Ritili, pense nas notícias com que nos têm matraqueado da fome no mundo, da seca generalizada e, logo a seguir, no novo messias que teríamos à mão de semear, se não fossem as medidas restritivas de uma Europa caduca: os milagrosos OGM! Já assistimos a esta estratégia tantas vezes que devíamos desconfiar (a última, bem recente, foi a do terrível terrorismo com que nos azucrinaram o juízo para implementar medidas - aceites e diria até desejadas pelas populações em pânico - apenas para se verificar mais tarde que os objectivos eram outros inconfessáveis; mas agora está feito e é muito difícil voltar atrás)

Ritili disse...

Cristina,

Concordo que os transgénicos não sejam o Messias que vai acabar com a fome no mundo e com todos os problemas socias.
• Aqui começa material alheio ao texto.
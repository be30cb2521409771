//! Class table: names, evaluation priority, and tracker roles.
//!
//! Detections arrive tagged with numeric class ids. The table maps each id
//! to a stable name, a priority rank used to order detections within a frame
//! (lower rank is evaluated first), and the role the class plays in tracking.
//! Unrecognized ids fall back to an explicit default rank so they sort last
//! without being dropped.

use std::collections::BTreeMap;

use serde::{Deserialize, Serialize};

use crate::ModelError;

/// Priority rank assigned to classes missing from the table.
pub const DEFAULT_PRIORITY: u32 = 7;

/// Role a class plays in the tracking engine.
#[derive(Debug, Clone, Copy, PartialEq, Eq, Serialize, Deserialize)]
#[serde(rename_all = "snake_case")]
pub enum ClassRole {
    /// The primary reference object; drives the anchor state machine.
    Anchor,
    /// Contact indicator at the anchor extremity; drives the contact flag.
    Contact,
    /// Secondary body part; contributes a distance to the signal.
    Part,
    /// Known but not used by the tracker.
    Other,
}

/// One entry of the class table.
#[derive(Debug, Clone, PartialEq, Eq, Serialize, Deserialize)]
pub struct ClassEntry {
    /// Stable class name used in logs and debug output.
    pub name: String,

    /// Evaluation priority within a frame; lower sorts first.
    pub priority: u32,

    /// Tracking role.
    pub role: ClassRole,
}

/// Typed class-priority table, validated at load time.
#[derive(Debug, Clone, Serialize, Deserialize)]
pub struct ClassTable {
    entries: BTreeMap<u32, ClassEntry>,

    /// Rank assigned to class ids not present in `entries`.
    #[serde(default = "default_priority")]
    default_priority: u32,
}

fn default_priority() -> u32 {
    DEFAULT_PRIORITY
}

impl Default for ClassTable {
    /// The built-in table used when no custom table is supplied.
    fn default() -> Self {
        let mut entries = BTreeMap::new();
        entries.insert(0, entry("anchor", 0, ClassRole::Anchor));
        entries.insert(1, entry("tip", 1, ClassRole::Contact));
        entries.insert(2, entry("hand", 2, ClassRole::Part));
        entries.insert(3, entry("face", 3, ClassRole::Part));
        entries.insert(4, entry("hips", 4, ClassRole::Part));
        entries.insert(5, entry("torso", 5, ClassRole::Part));
        entries.insert(6, entry("foot", 6, ClassRole::Part));
        // Synthetic center marker emitted by the upstream pose stage.
        entries.insert(10, entry("hips-center", 4, ClassRole::Part));
        Self {
            entries,
            default_priority: DEFAULT_PRIORITY,
        }
    }
}

fn entry(name: &str, priority: u32, role: ClassRole) -> ClassEntry {
    ClassEntry {
        name: name.to_string(),
        priority,
        role,
    }
}

impl ClassTable {
    /// Load a table from a JSON document, validating it before use.
    pub fn from_json(json: &str) -> Result<Self, ModelError> {
        let table: ClassTable = serde_json::from_str(json)?;
        table.validate()?;
        Ok(table)
    }

    /// Validate table consistency: non-empty names, unique names, exactly
    /// one anchor class, and at most one contact class.
    pub fn validate(&self) -> Result<(), ModelError> {
        let mut seen = std::collections::BTreeSet::new();
        for (id, entry) in &self.entries {
            if entry.name.is_empty() {
                return Err(ModelError::invalid(format!("class {id} has empty name")));
            }
            if !seen.insert(entry.name.as_str()) {
                return Err(ModelError::invalid(format!(
                    "duplicate class name '{}'",
                    entry.name
                )));
            }
        }
        let anchors = self.ids_with_role(ClassRole::Anchor).count();
        if anchors != 1 {
            return Err(ModelError::invalid(format!(
                "expected exactly one anchor class, found {anchors}"
            )));
        }
        if self.ids_with_role(ClassRole::Contact).count() > 1 {
            return Err(ModelError::invalid("more than one contact class"));
        }
        Ok(())
    }

    /// Name for a class id; unknown ids map to `"unknown"`.
    pub fn name_for(&self, class_id: u32) -> &str {
        self.entries
            .get(&class_id)
            .map(|e| e.name.as_str())
            .unwrap_or("unknown")
    }

    /// Priority rank for a class id; unknown ids get the default rank.
    pub fn priority_for(&self, class_id: u32) -> u32 {
        self.entries
            .get(&class_id)
            .map(|e| e.priority)
            .unwrap_or(self.default_priority)
    }

    /// Role for a class id; unknown ids are `Other`.
    pub fn role_for(&self, class_id: u32) -> ClassRole {
        self.entries
            .get(&class_id)
            .map(|e| e.role)
            .unwrap_or(ClassRole::Other)
    }

    /// The single anchor class id.
    pub fn anchor_id(&self) -> Option<u32> {
        self.ids_with_role(ClassRole::Anchor).next()
    }

    /// The contact class id, if the table declares one.
    pub fn contact_id(&self) -> Option<u32> {
        self.ids_with_role(ClassRole::Contact).next()
    }

    /// Ids of all part classes, in id order.
    pub fn part_ids(&self) -> Vec<u32> {
        self.ids_with_role(ClassRole::Part).collect()
    }

    fn ids_with_role(&self, role: ClassRole) -> impl Iterator<Item = u32> + '_ {
        self.entries
            .iter()
            .filter(move |(_, e)| e.role == role)
            .map(|(id, _)| *id)
    }
}

#[cfg(test)]
mod tests {
    use super::*;

    #[test]
    fn test_default_table_is_valid() {
        let table = ClassTable::default();
        table.validate().expect("default table should validate");
        assert_eq!(table.anchor_id(), Some(0));
        assert_eq!(table.contact_id(), Some(1));
        assert!(table.part_ids().contains(&2));
    }

    #[test]
    fn test_unknown_class_gets_default_rank() {
        let table = ClassTable::default();
        assert_eq!(table.priority_for(99), DEFAULT_PRIORITY);
        assert_eq!(table.name_for(99), "unknown");
        assert_eq!(table.role_for(99), ClassRole::Other);
    }

    #[test]
    fn test_duplicate_names_rejected() {
        let mut table = ClassTable::default();
        table.entries.insert(20, entry("hand", 5, ClassRole::Part));
        assert!(table.validate().is_err());
    }

    #[test]
    fn test_missing_anchor_rejected() {
        let mut table = ClassTable::default();
        table.entries.remove(&0);
        assert!(table.validate().is_err());
    }

    #[test]
    fn test_json_round_trip() {
        let table = ClassTable::default();
        let json = serde_json::to_string(&table).unwrap();
        let reloaded = ClassTable::from_json(&json).unwrap();
        assert_eq!(reloaded.priority_for(10), table.priority_for(10));
        assert_eq!(reloaded.name_for(6), "foot");
    }
}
Mas ainda hoje estava a ler numa revista os estragos provocados pela produção de algodão, e não pude deixar de pensar que, se aquele algodão precisasse de menos água, o impacto no ambiente teria sido bem menor.
Também já fui uma céptica (desconfiada), que achava que os problemas excediam as potenciais vantagens, mas com a informação e formação que tenho actualmente, penso que podem ser uma ferramenta muito importante e que não deve ser posta de parte.

Rita,

Há, sem sombra de dúvidas, formas muito mais disparatadas de gastar dinheiro do que nos OGM, umas que nos beneficiam ligeiramente, outras nem por isso, e outras que matam milhares de pessoas. Todo esse dinheiro podia ser gasto a alimentar populações e não é. A culpa não é dos transgénicos nem da indústria por detrás deles.
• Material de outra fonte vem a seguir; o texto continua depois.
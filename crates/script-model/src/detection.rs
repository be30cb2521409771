//! Detection records and their persisted interchange form.
//!
//! The upstream detector emits one row per box per frame. Rows are persisted
//! as a JSON list of `[frame, class_id, confidence, x1, y1, x2, y2, track_id]`
//! tuples so the document stays readable and compact; reloading a document
//! reconstructs equivalent records (class names come from the class table).

use serde::{Deserialize, Serialize};

use crate::{ClassTable, ModelError};

/// Axis-aligned bounding box in pixel coordinates.
#[derive(Debug, Clone, Copy, PartialEq, Eq, Serialize, Deserialize)]
pub struct BoundingBox {
    pub x1: i32,
    pub y1: i32,
    pub x2: i32,
    pub y2: i32,
}

impl BoundingBox {
    pub fn new(x1: i32, y1: i32, x2: i32, y2: i32) -> Self {
        Self { x1, y1, x2, y2 }
    }

    /// Center point of the box.
    pub fn centroid(&self) -> (f64, f64) {
        (
            (self.x1 + self.x2) as f64 / 2.0,
            (self.y1 + self.y2) as f64 / 2.0,
        )
    }

    pub fn width(&self) -> i32 {
        (self.x2 - self.x1).abs()
    }

    pub fn height(&self) -> i32 {
        (self.y2 - self.y1).abs()
    }

    /// Box area in square pixels.
    pub fn area(&self) -> f64 {
        self.width() as f64 * self.height() as f64
    }
}

/// A single detection produced by the upstream detector for one frame.
///
/// Immutable once constructed; owned by the detection store.
#[derive(Debug, Clone, PartialEq, Serialize, Deserialize)]
pub struct DetectionRecord {
    /// Zero-based frame index the detection belongs to.
    pub frame_index: u64,

    /// Numeric class id as emitted by the detector.
    pub class_id: u32,

    /// Class name resolved through the class table ("unknown" if absent).
    pub class_name: String,

    /// Detection confidence, kept at one decimal of precision.
    pub confidence: f32,

    /// Bounding box in pixel coordinates.
    pub bbox: BoundingBox,

    /// Persistent track identifier assigned by the detector's tracker.
    pub track_id: i64,
}

/// Wire form of a detection record: one row of the interchange document.
pub type DetectionRow = (u64, u32, f32, i32, i32, i32, i32, i64);

impl DetectionRecord {
    /// Build a record from a wire row, resolving the class name.
    pub fn from_row(row: DetectionRow, classes: &ClassTable) -> Self {
        let (frame_index, class_id, confidence, x1, y1, x2, y2, track_id) = row;
        Self {
            frame_index,
            class_id,
            class_name: classes.name_for(class_id).to_string(),
            confidence: quantize_confidence(confidence),
            bbox: BoundingBox::new(x1, y1, x2, y2),
            track_id,
        }
    }

    /// Convert back to the wire row.
    pub fn to_row(&self) -> DetectionRow {
        (
            self.frame_index,
            self.class_id,
            self.confidence,
            self.bbox.x1,
            self.bbox.y1,
            self.bbox.x2,
            self.bbox.y2,
            self.track_id,
        )
    }
}

/// Confidence is persisted at one decimal; quantize on entry so round-trips
/// through the document are exact.
fn quantize_confidence(conf: f32) -> f32 {
    (conf * 10.0).round() / 10.0
}

/// Parse a detection interchange document (JSON list of rows).
pub fn parse_detection_document(
    json: &str,
    classes: &ClassTable,
) -> Result<Vec<DetectionRecord>, ModelError> {
    let rows: Vec<DetectionRow> = serde_json::from_str(json)?;
    Ok(rows
        .into_iter()
        .map(|row| DetectionRecord::from_row(row, classes))
        .collect())
}

/// Serialize records back to the interchange document.
pub fn detection_document_to_json(records: &[DetectionRecord]) -> Result<String, ModelError> {
    let rows: Vec<DetectionRow> = records.iter().map(DetectionRecord::to_row).collect();
    Ok(serde_json::to_string(&rows)?)
}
O "publish or perish" existe, mas também existe investigação séria que usa trangénicos. No teu post, não consigo perceber se atacas todos os cientistas que fazem OGMs na investigação, ou só aqueles que o para aplicação na agricultura. Se for o primeiro caso, como me parece, mantenho que é uma ferramenta importantíssima na caracterização de genes e promotores que não pode ser dispensada, porque produz conhecimento, nalguns casos importante. E não te podes esquecer que algumas ideias importantes provêm de experiências aparentemente redundantes. Os cientistas que usam transgénicos para completar o seu estudo têm o direito de o fazer, sem por isso serem descredibilizados.

Rita

Rita disse...

Ritili,

«Todo esse dinheiro podia ser gasto a alimentar populações e não é. A culpa não é dos transgénicos nem da indústria por detrás deles.
»

É sim. A culpa é da indústria por trás deles, que prefere lucrar muito e rapidamente a engordar os ocidentais do hemisfério norte do que ganhar menos e demorar um pouco mais arranjando soluções adequadas aos pobres do hemisfério sul.

Eu própria trabalho em biotecnologia, como fiz questão de explicar. Não sou CONTRA os transgénicos, porque isso seria de uma atitude semi-religiosa. Também não sou contra a criação de plantas transgénicas porque, como tu dizes, a manipulação genética é uma optima ferramenta para percebermos as bases do mecanismo celular. Acho é uma vergonha a criação abusiva de OGM só para registar patentes e esperar que alguma empresa as compre, como se tem verificado nos últimos 5-10 anos. Quanto aos OGM agrícolas, e por ter trabalhado na área durante quase 1 ano, conheço-os como perfeitamente desnecessários e perigosos.